**TASK DESCRIPTION**
Give the number of lines in these entries that contain "Pending", and nothing more.

**ENTRIES SHOWN**
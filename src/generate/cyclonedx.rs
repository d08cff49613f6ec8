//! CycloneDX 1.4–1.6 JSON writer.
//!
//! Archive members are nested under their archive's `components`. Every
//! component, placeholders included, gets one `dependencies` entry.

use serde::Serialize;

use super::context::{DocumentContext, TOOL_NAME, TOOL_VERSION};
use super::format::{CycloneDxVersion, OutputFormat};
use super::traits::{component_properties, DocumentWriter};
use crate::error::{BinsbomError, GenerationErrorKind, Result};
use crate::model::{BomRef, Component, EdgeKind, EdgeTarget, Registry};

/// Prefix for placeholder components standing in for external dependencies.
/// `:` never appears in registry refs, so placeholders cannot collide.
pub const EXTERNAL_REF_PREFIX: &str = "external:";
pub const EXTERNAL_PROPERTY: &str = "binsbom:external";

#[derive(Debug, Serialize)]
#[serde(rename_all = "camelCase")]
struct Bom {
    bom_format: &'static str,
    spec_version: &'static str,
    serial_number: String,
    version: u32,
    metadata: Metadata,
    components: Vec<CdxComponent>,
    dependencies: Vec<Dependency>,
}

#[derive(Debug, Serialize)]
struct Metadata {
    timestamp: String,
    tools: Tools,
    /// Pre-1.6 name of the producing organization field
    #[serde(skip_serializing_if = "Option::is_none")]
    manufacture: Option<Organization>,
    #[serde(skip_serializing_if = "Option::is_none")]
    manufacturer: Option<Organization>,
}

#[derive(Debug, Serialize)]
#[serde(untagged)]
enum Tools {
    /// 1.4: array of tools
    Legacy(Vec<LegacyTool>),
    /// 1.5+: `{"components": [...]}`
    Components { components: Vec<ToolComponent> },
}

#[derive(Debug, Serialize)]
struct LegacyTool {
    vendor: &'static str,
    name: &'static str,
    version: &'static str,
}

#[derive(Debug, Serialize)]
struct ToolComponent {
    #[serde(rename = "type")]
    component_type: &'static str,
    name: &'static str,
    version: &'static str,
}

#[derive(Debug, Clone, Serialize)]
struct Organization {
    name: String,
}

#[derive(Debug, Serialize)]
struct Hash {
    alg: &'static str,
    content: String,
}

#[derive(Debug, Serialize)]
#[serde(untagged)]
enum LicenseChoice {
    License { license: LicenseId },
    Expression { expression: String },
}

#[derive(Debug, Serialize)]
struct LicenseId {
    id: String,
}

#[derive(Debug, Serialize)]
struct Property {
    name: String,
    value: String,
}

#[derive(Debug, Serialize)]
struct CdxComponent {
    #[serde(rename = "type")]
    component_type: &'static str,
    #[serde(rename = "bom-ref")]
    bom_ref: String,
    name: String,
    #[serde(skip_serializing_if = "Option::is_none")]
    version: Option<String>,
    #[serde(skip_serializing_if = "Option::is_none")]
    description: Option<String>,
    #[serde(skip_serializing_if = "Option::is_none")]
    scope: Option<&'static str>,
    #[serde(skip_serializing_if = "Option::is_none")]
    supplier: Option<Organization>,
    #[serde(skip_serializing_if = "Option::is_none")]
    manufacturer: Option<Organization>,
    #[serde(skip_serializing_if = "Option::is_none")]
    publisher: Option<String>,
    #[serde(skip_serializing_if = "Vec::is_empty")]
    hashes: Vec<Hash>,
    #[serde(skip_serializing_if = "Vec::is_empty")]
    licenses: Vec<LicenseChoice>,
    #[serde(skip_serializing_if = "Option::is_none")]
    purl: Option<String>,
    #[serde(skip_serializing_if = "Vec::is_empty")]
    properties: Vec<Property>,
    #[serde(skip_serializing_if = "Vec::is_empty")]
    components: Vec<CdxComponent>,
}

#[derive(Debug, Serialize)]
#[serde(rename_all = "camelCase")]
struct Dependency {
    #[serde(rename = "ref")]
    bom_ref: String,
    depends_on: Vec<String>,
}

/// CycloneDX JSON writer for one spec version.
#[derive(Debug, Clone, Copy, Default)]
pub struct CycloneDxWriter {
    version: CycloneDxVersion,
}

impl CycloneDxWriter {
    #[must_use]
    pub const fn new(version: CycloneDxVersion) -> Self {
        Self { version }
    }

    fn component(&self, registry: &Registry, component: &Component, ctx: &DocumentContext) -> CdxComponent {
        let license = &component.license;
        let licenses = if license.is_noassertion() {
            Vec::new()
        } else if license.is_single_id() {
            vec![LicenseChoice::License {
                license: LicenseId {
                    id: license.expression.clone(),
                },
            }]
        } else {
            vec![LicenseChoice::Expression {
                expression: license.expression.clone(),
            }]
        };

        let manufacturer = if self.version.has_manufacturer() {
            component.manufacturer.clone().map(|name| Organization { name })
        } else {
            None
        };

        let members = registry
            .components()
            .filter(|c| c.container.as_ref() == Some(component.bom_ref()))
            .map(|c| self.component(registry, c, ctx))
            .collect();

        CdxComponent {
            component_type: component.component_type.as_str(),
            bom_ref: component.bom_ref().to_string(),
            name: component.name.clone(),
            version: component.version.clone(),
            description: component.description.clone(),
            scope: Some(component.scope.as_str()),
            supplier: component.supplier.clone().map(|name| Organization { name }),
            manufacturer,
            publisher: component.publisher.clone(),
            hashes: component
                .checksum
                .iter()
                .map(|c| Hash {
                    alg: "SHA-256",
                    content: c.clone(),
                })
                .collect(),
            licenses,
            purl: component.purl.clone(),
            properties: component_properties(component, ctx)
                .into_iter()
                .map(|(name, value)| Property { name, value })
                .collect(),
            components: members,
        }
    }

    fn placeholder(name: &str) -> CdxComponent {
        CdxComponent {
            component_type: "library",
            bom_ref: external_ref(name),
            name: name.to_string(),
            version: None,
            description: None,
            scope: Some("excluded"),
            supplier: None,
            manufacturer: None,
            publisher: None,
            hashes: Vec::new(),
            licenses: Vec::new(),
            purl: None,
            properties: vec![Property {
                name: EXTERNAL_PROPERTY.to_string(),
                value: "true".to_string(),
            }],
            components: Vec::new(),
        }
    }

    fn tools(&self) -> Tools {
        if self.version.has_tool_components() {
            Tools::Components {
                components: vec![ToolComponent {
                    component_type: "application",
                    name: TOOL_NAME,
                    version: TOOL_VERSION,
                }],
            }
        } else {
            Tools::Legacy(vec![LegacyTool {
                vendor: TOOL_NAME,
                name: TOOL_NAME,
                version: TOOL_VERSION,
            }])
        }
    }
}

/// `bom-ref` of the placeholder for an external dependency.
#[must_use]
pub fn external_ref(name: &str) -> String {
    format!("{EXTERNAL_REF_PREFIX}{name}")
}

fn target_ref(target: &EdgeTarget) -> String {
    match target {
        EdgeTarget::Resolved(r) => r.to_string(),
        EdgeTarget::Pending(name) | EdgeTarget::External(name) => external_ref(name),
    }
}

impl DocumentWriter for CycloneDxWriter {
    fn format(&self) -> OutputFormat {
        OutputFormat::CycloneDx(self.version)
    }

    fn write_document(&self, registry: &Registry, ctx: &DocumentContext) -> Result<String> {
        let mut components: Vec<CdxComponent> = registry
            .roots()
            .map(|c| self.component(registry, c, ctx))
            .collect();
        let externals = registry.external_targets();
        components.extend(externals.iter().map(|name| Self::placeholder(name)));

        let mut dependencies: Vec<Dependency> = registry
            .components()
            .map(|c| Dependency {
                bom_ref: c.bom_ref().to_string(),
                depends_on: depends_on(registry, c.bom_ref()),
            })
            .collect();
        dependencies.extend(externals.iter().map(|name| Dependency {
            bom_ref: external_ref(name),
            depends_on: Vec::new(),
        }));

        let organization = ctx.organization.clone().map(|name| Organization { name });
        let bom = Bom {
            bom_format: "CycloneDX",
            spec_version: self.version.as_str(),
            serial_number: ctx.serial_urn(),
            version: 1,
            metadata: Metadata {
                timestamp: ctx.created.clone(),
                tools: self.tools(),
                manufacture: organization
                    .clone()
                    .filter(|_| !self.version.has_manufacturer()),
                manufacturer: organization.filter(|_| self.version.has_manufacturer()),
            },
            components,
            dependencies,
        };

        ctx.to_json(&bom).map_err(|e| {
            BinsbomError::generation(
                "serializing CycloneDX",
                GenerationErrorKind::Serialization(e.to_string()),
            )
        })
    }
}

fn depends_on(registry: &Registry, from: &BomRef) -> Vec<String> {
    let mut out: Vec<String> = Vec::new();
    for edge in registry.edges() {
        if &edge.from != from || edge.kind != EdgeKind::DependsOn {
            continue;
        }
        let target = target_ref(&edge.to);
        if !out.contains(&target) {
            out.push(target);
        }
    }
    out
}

* * *

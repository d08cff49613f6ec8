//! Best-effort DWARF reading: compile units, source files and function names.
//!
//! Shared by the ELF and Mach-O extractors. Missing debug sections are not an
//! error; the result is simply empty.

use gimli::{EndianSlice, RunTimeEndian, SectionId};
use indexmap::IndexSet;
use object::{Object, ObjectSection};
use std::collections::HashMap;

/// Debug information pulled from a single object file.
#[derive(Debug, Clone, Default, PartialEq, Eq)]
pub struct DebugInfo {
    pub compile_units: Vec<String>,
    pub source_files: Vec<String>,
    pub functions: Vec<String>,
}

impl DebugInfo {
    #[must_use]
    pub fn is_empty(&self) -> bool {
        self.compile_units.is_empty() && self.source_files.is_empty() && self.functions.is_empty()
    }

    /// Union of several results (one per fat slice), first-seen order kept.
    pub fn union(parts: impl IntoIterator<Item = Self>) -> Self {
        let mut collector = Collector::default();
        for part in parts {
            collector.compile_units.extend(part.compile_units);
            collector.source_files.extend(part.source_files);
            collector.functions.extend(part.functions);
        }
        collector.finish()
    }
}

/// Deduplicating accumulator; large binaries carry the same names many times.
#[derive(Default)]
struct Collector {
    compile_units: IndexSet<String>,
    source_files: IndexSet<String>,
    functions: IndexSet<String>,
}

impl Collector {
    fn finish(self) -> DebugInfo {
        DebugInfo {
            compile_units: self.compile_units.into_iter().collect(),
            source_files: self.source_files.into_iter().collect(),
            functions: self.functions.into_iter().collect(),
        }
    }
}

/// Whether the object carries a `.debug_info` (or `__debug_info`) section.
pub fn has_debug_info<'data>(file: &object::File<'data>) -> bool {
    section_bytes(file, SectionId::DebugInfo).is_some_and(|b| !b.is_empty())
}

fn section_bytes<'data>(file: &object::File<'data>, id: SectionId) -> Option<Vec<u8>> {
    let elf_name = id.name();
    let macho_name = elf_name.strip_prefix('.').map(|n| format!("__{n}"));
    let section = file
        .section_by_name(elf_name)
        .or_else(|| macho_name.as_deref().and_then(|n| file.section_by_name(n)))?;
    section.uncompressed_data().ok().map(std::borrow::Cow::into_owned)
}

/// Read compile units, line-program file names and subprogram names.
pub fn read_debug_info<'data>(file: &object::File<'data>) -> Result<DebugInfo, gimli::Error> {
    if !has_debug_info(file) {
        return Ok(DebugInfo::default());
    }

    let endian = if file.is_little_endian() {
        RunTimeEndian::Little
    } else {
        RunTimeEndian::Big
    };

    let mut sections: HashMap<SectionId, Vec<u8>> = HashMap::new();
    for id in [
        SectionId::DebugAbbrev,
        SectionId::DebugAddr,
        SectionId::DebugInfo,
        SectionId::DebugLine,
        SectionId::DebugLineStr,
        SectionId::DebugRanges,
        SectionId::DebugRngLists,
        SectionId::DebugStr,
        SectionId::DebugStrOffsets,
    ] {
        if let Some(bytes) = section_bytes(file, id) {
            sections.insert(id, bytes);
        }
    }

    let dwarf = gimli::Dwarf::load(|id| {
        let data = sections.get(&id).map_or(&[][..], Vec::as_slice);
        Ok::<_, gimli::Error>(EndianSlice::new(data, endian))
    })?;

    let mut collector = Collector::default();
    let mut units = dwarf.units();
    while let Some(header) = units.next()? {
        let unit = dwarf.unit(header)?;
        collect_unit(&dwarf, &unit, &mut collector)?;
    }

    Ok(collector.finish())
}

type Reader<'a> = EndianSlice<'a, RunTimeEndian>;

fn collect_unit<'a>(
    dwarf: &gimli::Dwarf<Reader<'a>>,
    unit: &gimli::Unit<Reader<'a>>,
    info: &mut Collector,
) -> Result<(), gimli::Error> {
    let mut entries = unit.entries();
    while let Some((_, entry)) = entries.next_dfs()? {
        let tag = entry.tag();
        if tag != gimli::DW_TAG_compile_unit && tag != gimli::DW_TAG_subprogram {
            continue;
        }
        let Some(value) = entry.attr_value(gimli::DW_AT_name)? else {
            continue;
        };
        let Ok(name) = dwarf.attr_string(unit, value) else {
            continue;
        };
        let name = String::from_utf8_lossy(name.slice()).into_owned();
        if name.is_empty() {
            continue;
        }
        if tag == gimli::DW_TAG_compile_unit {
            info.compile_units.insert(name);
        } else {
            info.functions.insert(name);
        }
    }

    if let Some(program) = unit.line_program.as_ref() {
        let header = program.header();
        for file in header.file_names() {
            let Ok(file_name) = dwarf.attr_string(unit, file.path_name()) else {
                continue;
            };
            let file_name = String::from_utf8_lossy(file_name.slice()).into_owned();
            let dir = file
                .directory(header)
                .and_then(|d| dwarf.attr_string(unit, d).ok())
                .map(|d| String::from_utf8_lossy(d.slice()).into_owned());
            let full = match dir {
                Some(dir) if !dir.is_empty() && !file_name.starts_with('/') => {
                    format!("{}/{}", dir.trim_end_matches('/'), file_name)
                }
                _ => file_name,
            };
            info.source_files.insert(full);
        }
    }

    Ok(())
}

* * *

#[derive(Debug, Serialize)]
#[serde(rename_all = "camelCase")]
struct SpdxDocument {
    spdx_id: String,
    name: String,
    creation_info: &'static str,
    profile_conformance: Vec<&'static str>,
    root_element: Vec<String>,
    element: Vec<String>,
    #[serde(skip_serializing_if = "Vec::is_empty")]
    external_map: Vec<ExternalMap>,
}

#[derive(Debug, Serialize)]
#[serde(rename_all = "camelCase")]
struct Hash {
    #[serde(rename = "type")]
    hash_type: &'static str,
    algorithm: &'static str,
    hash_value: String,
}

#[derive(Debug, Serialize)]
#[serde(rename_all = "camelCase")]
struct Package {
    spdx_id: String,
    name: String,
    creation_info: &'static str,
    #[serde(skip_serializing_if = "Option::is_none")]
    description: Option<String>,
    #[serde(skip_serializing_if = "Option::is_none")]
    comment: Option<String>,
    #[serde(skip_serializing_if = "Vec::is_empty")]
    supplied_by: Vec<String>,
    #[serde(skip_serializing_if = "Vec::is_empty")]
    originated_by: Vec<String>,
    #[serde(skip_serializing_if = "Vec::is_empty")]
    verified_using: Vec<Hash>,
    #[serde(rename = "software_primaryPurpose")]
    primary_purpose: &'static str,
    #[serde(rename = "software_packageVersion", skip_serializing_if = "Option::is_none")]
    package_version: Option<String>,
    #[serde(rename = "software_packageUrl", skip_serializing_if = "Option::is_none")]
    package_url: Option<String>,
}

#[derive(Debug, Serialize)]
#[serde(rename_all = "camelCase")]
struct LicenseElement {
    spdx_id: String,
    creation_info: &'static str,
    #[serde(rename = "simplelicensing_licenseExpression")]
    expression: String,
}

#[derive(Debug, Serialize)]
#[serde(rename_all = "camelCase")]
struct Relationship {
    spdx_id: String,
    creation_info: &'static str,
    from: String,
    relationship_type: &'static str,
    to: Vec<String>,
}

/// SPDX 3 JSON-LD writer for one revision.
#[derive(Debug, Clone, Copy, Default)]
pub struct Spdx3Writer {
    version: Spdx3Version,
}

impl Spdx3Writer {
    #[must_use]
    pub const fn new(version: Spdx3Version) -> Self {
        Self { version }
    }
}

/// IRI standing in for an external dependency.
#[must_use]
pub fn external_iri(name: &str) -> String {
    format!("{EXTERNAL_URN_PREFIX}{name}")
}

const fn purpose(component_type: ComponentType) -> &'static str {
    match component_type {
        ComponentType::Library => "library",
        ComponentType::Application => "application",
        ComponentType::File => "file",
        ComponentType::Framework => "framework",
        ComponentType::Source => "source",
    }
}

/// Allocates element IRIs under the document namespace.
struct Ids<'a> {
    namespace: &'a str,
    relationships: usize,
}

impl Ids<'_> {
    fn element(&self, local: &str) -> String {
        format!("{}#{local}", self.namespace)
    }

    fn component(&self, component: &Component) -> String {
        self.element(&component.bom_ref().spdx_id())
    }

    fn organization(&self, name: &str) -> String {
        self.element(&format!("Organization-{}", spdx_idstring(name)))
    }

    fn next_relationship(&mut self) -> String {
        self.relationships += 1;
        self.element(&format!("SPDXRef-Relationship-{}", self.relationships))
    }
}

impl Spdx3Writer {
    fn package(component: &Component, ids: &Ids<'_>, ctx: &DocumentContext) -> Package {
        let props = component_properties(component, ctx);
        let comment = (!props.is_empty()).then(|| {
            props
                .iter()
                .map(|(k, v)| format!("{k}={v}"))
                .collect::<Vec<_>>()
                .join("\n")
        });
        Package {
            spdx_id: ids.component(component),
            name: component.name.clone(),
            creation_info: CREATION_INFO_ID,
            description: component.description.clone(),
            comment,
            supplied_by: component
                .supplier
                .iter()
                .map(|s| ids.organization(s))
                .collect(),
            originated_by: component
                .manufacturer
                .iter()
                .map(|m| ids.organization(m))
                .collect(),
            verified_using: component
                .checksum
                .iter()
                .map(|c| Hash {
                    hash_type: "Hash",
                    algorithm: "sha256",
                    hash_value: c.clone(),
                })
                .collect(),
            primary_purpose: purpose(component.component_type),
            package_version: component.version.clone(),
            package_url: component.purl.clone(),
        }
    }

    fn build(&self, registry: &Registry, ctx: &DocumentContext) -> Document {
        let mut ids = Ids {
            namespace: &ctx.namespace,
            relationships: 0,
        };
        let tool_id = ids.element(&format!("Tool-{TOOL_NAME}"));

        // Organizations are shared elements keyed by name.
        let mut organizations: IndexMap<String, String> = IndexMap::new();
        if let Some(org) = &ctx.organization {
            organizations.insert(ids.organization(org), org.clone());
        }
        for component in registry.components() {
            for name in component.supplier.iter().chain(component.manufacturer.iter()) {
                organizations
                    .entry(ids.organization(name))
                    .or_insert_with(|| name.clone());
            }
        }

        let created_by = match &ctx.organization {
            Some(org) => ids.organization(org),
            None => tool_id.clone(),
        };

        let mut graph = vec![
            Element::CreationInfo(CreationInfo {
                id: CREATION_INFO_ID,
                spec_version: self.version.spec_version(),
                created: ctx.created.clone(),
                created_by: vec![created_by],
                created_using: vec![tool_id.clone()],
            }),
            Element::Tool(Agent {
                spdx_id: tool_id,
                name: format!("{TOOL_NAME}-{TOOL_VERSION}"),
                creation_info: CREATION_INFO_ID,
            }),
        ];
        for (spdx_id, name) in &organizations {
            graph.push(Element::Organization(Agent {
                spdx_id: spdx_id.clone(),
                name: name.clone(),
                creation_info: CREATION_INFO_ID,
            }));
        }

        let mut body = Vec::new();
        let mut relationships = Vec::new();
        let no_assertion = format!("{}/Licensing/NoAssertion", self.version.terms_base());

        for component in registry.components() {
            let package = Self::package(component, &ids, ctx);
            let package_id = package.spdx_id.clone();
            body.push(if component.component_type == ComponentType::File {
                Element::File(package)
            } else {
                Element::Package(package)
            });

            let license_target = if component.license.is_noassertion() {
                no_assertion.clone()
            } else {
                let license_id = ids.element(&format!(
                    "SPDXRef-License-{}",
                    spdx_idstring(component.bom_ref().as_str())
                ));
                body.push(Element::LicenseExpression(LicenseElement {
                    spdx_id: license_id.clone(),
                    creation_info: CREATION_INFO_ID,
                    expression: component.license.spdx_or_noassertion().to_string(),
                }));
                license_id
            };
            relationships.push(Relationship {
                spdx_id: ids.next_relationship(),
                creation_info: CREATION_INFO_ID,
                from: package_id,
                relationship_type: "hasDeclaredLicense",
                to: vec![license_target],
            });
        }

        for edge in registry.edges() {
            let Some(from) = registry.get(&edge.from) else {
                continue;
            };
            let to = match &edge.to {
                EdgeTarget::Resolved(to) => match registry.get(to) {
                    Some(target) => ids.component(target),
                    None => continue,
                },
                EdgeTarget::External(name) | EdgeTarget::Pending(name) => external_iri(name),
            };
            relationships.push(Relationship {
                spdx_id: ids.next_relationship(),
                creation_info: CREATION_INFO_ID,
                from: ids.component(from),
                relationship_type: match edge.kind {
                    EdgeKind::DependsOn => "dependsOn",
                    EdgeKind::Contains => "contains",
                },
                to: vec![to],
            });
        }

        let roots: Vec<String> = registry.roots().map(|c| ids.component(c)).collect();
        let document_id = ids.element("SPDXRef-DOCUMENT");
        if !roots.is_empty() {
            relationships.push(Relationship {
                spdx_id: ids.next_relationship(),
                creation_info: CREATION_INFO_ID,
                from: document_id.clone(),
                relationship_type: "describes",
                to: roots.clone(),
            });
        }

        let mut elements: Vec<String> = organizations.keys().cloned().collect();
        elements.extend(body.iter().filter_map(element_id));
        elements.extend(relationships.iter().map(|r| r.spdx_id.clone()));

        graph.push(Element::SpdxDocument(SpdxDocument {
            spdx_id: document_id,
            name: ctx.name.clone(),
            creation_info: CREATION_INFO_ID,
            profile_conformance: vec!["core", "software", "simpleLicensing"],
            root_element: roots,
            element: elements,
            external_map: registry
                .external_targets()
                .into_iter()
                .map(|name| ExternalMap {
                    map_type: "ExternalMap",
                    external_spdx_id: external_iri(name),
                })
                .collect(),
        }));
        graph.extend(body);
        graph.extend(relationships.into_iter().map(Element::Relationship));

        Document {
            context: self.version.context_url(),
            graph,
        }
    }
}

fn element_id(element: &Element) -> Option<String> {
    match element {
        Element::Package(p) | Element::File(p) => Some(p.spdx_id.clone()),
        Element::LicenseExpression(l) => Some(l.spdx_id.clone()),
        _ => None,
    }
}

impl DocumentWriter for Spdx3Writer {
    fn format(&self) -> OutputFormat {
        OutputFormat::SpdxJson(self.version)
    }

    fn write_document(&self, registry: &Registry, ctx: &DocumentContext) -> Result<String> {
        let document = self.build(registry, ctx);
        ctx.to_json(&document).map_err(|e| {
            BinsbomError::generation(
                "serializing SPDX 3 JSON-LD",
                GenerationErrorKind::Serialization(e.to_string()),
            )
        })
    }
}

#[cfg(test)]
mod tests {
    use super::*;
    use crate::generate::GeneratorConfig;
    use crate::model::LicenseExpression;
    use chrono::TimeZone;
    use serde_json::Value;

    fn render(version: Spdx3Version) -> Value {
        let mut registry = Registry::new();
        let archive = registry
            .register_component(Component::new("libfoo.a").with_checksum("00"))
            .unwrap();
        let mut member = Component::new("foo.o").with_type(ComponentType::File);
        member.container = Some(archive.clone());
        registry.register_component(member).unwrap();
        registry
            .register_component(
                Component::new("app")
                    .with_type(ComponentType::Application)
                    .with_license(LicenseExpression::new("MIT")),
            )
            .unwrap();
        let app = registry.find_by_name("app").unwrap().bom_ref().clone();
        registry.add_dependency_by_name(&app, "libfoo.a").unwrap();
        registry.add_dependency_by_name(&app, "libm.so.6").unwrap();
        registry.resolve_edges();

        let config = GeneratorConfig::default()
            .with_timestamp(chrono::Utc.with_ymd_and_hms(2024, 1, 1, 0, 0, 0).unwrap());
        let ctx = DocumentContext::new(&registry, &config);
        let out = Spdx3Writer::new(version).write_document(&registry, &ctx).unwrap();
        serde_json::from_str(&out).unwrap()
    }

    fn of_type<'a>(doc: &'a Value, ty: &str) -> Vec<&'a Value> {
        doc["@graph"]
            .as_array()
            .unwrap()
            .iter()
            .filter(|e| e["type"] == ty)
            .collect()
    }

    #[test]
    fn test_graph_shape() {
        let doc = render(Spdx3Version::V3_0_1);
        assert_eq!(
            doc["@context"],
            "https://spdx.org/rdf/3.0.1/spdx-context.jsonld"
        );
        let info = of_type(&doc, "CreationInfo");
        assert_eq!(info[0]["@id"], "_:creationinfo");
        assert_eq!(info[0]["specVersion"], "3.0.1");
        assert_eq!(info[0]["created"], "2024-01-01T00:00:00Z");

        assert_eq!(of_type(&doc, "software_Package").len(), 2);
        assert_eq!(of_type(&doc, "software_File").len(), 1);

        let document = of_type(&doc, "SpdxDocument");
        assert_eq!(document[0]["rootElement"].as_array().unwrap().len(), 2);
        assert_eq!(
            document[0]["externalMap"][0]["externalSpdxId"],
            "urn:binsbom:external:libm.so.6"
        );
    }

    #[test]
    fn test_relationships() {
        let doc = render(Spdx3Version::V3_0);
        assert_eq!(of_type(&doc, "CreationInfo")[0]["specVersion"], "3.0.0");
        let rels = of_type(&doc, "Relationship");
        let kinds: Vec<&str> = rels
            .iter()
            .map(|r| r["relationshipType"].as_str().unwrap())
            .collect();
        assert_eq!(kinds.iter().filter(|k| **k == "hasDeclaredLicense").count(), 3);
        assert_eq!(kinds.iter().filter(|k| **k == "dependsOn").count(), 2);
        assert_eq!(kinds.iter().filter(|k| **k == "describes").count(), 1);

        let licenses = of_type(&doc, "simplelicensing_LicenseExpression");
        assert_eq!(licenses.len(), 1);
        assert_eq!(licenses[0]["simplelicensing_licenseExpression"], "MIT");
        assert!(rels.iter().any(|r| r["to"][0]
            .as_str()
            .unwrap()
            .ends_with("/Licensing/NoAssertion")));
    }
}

**EXERCISE RESULT**
2